TALLFormer icon indicating copy to clipboard operation
TALLFormer copied to clipboard

ChunkVideoSwin has no gradients

Open SimoLoca opened this issue 1 year ago • 7 comments

Hi, I have a question related to the training of Tallformer. In particular I noticed that when training the backbone, ChunkVideoSwin has gradients set to None (I think this may lead to problems during backward computation). Is it a normal behaviour or is there something wrong?
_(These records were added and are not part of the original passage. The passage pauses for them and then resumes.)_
//! Nourish
//!
//! Command line front end for the nutrient aggregation engine.

use std::path::PathBuf;

use chrono::NaiveDate;
use clap::{Parser, Subcommand};
use tracing_subscriber::EnvFilter;

use nourish::catalog;
use nourish::db::{self, Database, DbError};
use nourish::models::{CatalogFood, Ingredient};
use nourish::nutrition::{self, DEFAULT_MAX_ITEMS, DEFAULT_MAX_MEALS, DEFAULT_TRACKER_DAYS};
use nourish::portions::{display_choices_for, PortionedFood};

#[derive(Parser)]
#[command(name = "nourish", version, about = "Nutrient totals for foods, recipes and meals")]
struct Cli {
    #[command(subcommand)]
    command: Command,
}

#[derive(Subcommand)]
enum Command {
    /// Per-day totals of a nutrient over a window ending today
    Tracker {
        #[arg(long)]
        user: i64,
        #[arg(long)]
        nutrient: i64,
        #[arg(long, default_value_t = DEFAULT_TRACKER_DAYS)]
        days: u32,
        /// Last day of the window (YYYY-MM-DD), defaults to the local date
        #[arg(long)]
        today: Option<NaiveDate>,
    },
    /// Ingredients from recent meals richest in a nutrient
    Recent {
        #[arg(long)]
        user: i64,
        #[arg(long)]
        nutrient: i64,
        #[arg(long, default_value_t = DEFAULT_MAX_ITEMS)]
        max_items: usize,
        #[arg(long, default_value_t = DEFAULT_MAX_MEALS)]
        max_meals: usize,
    },
    /// Selectable portions for an ingredient
    Portions {
        #[arg(long)]
        ingredient: i64,
    },
    /// Every id that refers to the same nutrient
    Aliases { nutrient: i64 },
    /// Food groups an ingredient can be filed under
    Categories,
    /// Apply pending schema migrations
    Migrate,
}

/// Get the database path from environment or use default
fn get_database_path() -> PathBuf {
    std::env::var("NOURISH_DATABASE_PATH")
        .map(PathBuf::from)
        .unwrap_or_else(|_| {
            let mut path = std::env::current_exe()
                .ok()
                .and_then(|p| p.parent().map(|p| p.to_path_buf()))
                .unwrap_or_else(|| PathBuf::from("."));

            // Go up from target/release or target/debug to project root
            if path.ends_with("release") || path.ends_with("debug") {
                if let Some(parent) = path.parent() {
                    if let Some(grandparent) = parent.parent() {
                        path = grandparent.to_path_buf();
                    }
                }
            }

            path.push("data");
            path.push("nourish.db");
            path
        })
}

fn main() -> Result<(), Box<dyn std::error::Error>> {
    // Logs go to stderr so stdout stays machine readable
    tracing_subscriber::fmt()
        .with_env_filter(EnvFilter::from_default_env().add_directive("nourish=info".parse()?))
        .with_writer(std::io::stderr)
        .init();

    let cli = Cli::parse();

    let db_path = get_database_path();
    tracing::info!(path = %db_path.display(), "Opening database");
    if let Some(parent) = db_path.parent() {
        std::fs::create_dir_all(parent)?;
    }

    let database = Database::new(&db_path)?;
    let migrated = database.with_conn(|conn| {
        let pending = db::migrations::needs_migration(conn)?;
        if pending {
            tracing::info!("Applying pending migrations");
            db::migrations::run_migrations(conn)?;
        }
        let version = db::migrations::get_schema_version(conn)?;
        tracing::info!(version, "Database schema ready");
        Ok(pending)
    })?;

    match cli.command {
        Command::Tracker {
            user,
            nutrient,
            days,
            today,
        } => {
            let today = today.unwrap_or_else(|| chrono::Local::now().date_naive());
            let per_day = database
                .with_conn(|conn| nutrition::tracker_amounts(conn, user, nutrient, days, today))?;
            let output = serde_json::json!({
                "nutrient": catalog::display_name(nutrient),
                "unit": catalog::display_unit(nutrient),
                "days": per_day,
            });
            println!("{}", serde_json::to_string_pretty(&output)?);
        }
        Command::Recent {
            user,
            nutrient,
            max_items,
            max_meals,
        } => {
            let foods = database.with_conn(|conn| {
                nutrition::recent_foods_for_nutrient(conn, user, nutrient, max_items, max_meals)
            })?;
            for food in foods {
                println!("{}\t{}", food.id, food.name);
            }
        }
        Command::Portions { ingredient } => {
            let choices = database.with_conn(|conn| {
                let food = Ingredient::get_by_id(conn, ingredient)?.ok_or(DbError::NotFound {
                    entity: "ingredient",
                    id: ingredient,
                })?;
                let catalog_food = match food.catalog_food_id {
                    Some(id) => CatalogFood::get_by_id(conn, id)?,
                    None => None,
                };
                Ok(display_choices_for(
                    Some(PortionedFood::Ingredient(&food)),
                    catalog_food.as_ref(),
                ))
            })?;
            println!("{}", serde_json::to_string_pretty(&choices)?);
        }
        Command::Aliases { nutrient } => {
            let aliases = nutrition::resolve_aliases(nutrient);
            if aliases.is_empty() {
                eprintln!("Unknown nutrient: {}", nutrient);
                std::process::exit(1);
            }
            let name = catalog::display_name(nutrient).unwrap_or_default();
            let ids: Vec<String> = aliases.iter().map(|id| id.to_string()).collect();
            println!("{} ({}): {}", name, catalog::display_unit(nutrient), ids.join(", "));
        }
        Command::Categories => {
            for (id, description) in catalog::category_choices() {
                println!("{}\t{}", id, description);
            }
        }
        Command::Migrate => {
            let version = database.with_conn(db::migrations::get_schema_version)?;
            if migrated {
                println!("Migrated to schema version {}", version);
            } else {
                println!("Schema version {} is up to date", version);
            }
        }
    }

    Ok(())
}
To test I've inserted here https://github.com/klauscc/TALLFormer/blob/5519140e39095cd87d9b50420bde912975cae9fb/vedatad/models/detectors/mem_single_stage_detector.py#L67

this line of code:

for name, param in self.backbone.named_parameters():
            print("name: ", name, "grad: ", param.grad)

SimoLoca avatar Apr 21 '23 14:04 SimoLoca

Hi SimoLoca, the gradients should be None during forward. You can only get gradients after loss.backward() and before optimizer.zero_grad(). If you want to see the gradients, you can insert your code right after L23: https://github.com/klauscc/TALLFormer/blob/5519140e39095cd87d9b50420bde912975cae9fb/vedacore/hooks/optimizer.py#L23

klauscc avatar Apr 21 '23 17:04 klauscc

Hi @klauscc, thanks for the fast reply. I tried as you have mentioned, precisely after L23 I've inserted:

for name, param in looper.train_engine.model.backbone.named_parameters():
    print("name: ", name, "grad: ", param.grad)
for name, param in looper.train_engine.model.neck.named_parameters():
    print("name: ", name, "grad: ", param.grad)
for name, param in looper.train_engine.model.head.named_parameters():
    print("name: ", name, "grad: ", param.grad)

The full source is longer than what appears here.